*** Block opens ***

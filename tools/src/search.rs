//! Ignore-aware substring search across the working tree.

use std::fmt::Write as _;
use std::fs;
use std::path::Path;

use ignore::WalkBuilder;

use crate::ToolError;

/// Limits for a codebase search pass.
#[derive(Debug, Clone)]
pub struct SearchConfig {
    pub max_results: usize,
    pub max_matches_per_file: usize,
    pub max_file_size_bytes: u64,
}

impl Default for SearchConfig {
    fn default() -> Self {
        Self {
            max_results: 200,
            max_matches_per_file: 25,
            max_file_size_bytes: 2_000_000,
        }
    }
}

/// Searches file contents for a query string, honoring gitignore rules.
#[derive(Debug, Clone, Default)]
pub struct CodebaseSearch {
    config: SearchConfig,
}

impl CodebaseSearch {
    #[must_use]
    pub fn new(config: SearchConfig) -> Self {
        Self { config }
    }

    /// Produce a textual match report: files with line numbers and the
    /// matching line content.
    pub fn search(&self, working_dir: &Path, query: &str) -> Result<String, ToolError> {
        if query.trim().is_empty() {
            return Err(ToolError::BadArgs {
                message: "query must not be empty".to_string(),
            });
        }

        let walker = WalkBuilder::new(working_dir)
            .hidden(true)
            .git_ignore(true)
            .git_global(true)
            .git_exclude(true)
            .filter_entry(|entry| entry.file_name() != ".git")
            .build();

        let mut report = String::new();
        let mut total_matches = 0usize;
        let mut matched_files = 0usize;
        let mut truncated = false;

        'files: for entry in walker {
            let Ok(entry) = entry else { continue };
            if !entry.file_type().is_some_and(|ft| ft.is_file()) {
                continue;
            }
            let path = entry.path();
            if entry
                .metadata()
                .is_ok_and(|meta| meta.len() > self.config.max_file_size_bytes)
            {
                continue;
            }
            // Binary files fail UTF-8 decoding and are skipped.
            let Ok(content) = fs::read_to_string(path) else {
                continue;
            };

            let mut file_matches = 0usize;
            for (idx, line) in content.lines().enumerate() {
                if !line.contains(query) {
                    continue;
                }
                if file_matches == 0 {
                    if matched_files > 0 {
                        report.push('\n');
                    }
                    let display = path.strip_prefix(working_dir).unwrap_or(path);
                    let _ = writeln!(report, "{}:", display.display());
                    matched_files += 1;
                }
                let _ = writeln!(report, "  {}: {}", idx + 1, line.trim_end());
                file_matches += 1;
                total_matches += 1;
                if total_matches >= self.config.max_results {
                    truncated = true;
                    break 'files;
                }
                if file_matches >= self.config.max_matches_per_file {
                    break;
                }
            }
        }

        if total_matches == 0 {
            return Ok(format!("No matches found for \"{query}\""));
        }

        let mut out = format!(
            "Found {total_matches} match(es) for \"{query}\" in {matched_files} file(s):\n\n"
        );
        out.push_str(&report);
        if truncated {
            let _ = write!(out, "\n[truncated at {} matches]", self.config.max_results);
        }
        Ok(out)
    }
}

#[cfg(test)]
mod tests {
    use super::{CodebaseSearch, SearchConfig};
    use std::fs;

    #[test]
    fn reports_matches_with_file_and_line_numbers() {
        let dir = tempfile::tempdir().unwrap();
        fs::write(dir.path().join("a.rs"), "fn alpha() {}\nfn beta() {}\n").unwrap();
        fs::write(dir.path().join("b.rs"), "// beta lives here\n").unwrap();

        let search = CodebaseSearch::default();
        let report = search.search(dir.path(), "beta").unwrap();

        assert!(report.contains("a.rs:"));
        assert!(report.contains("2: fn beta() {}"));
        assert!(report.contains("b.rs:"));
        assert!(report.contains("Found 2 match(es)"));
    }

    #[test]
    fn no_matches_yields_a_readable_report() {
        let dir = tempfile::tempdir().unwrap();
        fs::write(dir.path().join("a.rs"), "fn main() {}\n").unwrap();

        let search = CodebaseSearch::default();
        let report = search.search(dir.path(), "nonexistent_symbol").unwrap();
        assert_eq!(report, "No matches found for \"nonexistent_symbol\"");
    }

    #[test]
    fn empty_query_is_rejected() {
        let dir = tempfile::tempdir().unwrap();
        let search = CodebaseSearch::default();
        assert!(search.search(dir.path(), "   ").is_err());
    }

    #[test]
    fn result_cap_truncates_the_report() {
        let dir = tempfile::tempdir().unwrap();
        let body = "needle\n".repeat(50);
        fs::write(dir.path().join("big.txt"), body).unwrap();

        let search = CodebaseSearch::new(SearchConfig {
            max_results: 5,
            max_matches_per_file: 100,
            max_file_size_bytes: 2_000_000,
        });
        let report = search.search(dir.path(), "needle").unwrap();
        assert!(report.contains("[truncated at 5 matches]"));
    }
}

*** Block closes ***

### Problem:
Check each line of the entries above for the word "entry". List the ones that have it.

### Solution for this exercise:
            .filter_entry(|entry| entry.file_name() != ".git")
        'files: for entry in walker {
            let Ok(entry) = entry else { continue };
            if !entry.file_type().is_some_and(|ft| ft.is_file()) {
            let path = entry.path();
            if entry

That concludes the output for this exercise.